**Exercise objective**
Within the data below, count the lines that include the word "AssetFetcher". Provide the number and nothing further.

[Data to examine]

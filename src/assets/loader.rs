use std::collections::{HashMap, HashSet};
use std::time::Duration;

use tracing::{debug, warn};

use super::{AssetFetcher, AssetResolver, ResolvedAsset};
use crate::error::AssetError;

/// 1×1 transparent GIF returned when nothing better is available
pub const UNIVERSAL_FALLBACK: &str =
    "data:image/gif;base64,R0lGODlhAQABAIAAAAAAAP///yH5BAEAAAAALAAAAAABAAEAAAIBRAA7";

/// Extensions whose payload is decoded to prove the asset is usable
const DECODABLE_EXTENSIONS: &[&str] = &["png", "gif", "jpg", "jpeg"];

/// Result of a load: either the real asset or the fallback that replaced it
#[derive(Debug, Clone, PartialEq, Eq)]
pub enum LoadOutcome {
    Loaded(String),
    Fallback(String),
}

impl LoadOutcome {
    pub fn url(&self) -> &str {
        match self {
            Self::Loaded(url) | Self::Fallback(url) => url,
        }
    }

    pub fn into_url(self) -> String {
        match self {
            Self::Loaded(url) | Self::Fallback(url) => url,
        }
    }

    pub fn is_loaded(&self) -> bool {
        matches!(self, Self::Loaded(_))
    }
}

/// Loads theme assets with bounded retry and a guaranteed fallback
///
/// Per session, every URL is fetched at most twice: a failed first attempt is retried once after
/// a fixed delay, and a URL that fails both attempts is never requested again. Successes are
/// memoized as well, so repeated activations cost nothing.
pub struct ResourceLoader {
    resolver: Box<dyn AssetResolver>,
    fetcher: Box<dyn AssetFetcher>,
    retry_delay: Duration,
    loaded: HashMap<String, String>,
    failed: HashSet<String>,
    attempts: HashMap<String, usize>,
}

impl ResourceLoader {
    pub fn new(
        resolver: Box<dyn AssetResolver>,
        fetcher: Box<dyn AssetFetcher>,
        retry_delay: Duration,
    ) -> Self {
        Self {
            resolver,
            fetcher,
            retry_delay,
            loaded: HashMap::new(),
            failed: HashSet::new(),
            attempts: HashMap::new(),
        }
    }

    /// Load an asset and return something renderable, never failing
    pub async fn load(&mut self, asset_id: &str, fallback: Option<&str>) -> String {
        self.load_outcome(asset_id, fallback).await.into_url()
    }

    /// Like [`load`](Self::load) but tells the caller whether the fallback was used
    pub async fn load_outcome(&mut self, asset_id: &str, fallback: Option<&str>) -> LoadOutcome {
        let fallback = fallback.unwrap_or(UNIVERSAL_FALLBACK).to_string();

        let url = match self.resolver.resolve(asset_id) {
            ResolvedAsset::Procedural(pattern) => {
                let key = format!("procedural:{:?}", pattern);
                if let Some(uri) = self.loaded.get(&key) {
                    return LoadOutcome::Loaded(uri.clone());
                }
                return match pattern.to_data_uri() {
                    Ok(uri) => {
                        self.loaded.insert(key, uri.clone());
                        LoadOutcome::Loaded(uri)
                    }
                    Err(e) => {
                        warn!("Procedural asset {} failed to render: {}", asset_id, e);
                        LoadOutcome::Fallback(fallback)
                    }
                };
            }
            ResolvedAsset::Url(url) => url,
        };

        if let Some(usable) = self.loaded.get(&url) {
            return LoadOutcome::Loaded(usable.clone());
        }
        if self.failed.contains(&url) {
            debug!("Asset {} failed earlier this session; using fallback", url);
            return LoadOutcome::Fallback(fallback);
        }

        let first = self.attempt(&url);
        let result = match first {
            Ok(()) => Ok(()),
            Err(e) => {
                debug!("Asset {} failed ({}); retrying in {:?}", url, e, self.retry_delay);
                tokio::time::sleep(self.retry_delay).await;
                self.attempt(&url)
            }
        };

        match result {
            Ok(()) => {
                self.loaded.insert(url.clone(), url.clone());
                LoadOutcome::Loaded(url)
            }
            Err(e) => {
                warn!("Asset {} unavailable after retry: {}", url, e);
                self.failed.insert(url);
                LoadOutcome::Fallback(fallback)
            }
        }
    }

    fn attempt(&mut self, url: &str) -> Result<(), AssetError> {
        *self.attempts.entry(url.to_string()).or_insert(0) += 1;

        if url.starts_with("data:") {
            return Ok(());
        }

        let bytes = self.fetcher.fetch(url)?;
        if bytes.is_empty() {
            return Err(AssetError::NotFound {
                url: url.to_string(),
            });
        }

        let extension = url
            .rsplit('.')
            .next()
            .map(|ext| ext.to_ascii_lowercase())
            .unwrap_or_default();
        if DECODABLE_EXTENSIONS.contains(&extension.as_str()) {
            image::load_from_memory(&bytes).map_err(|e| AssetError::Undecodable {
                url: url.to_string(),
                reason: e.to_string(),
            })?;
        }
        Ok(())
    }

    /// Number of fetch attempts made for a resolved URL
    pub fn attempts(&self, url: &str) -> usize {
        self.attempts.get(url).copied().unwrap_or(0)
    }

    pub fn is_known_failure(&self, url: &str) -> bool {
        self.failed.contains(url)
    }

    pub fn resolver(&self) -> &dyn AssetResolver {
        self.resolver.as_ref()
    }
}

[/Data to examine]

**Response area**
3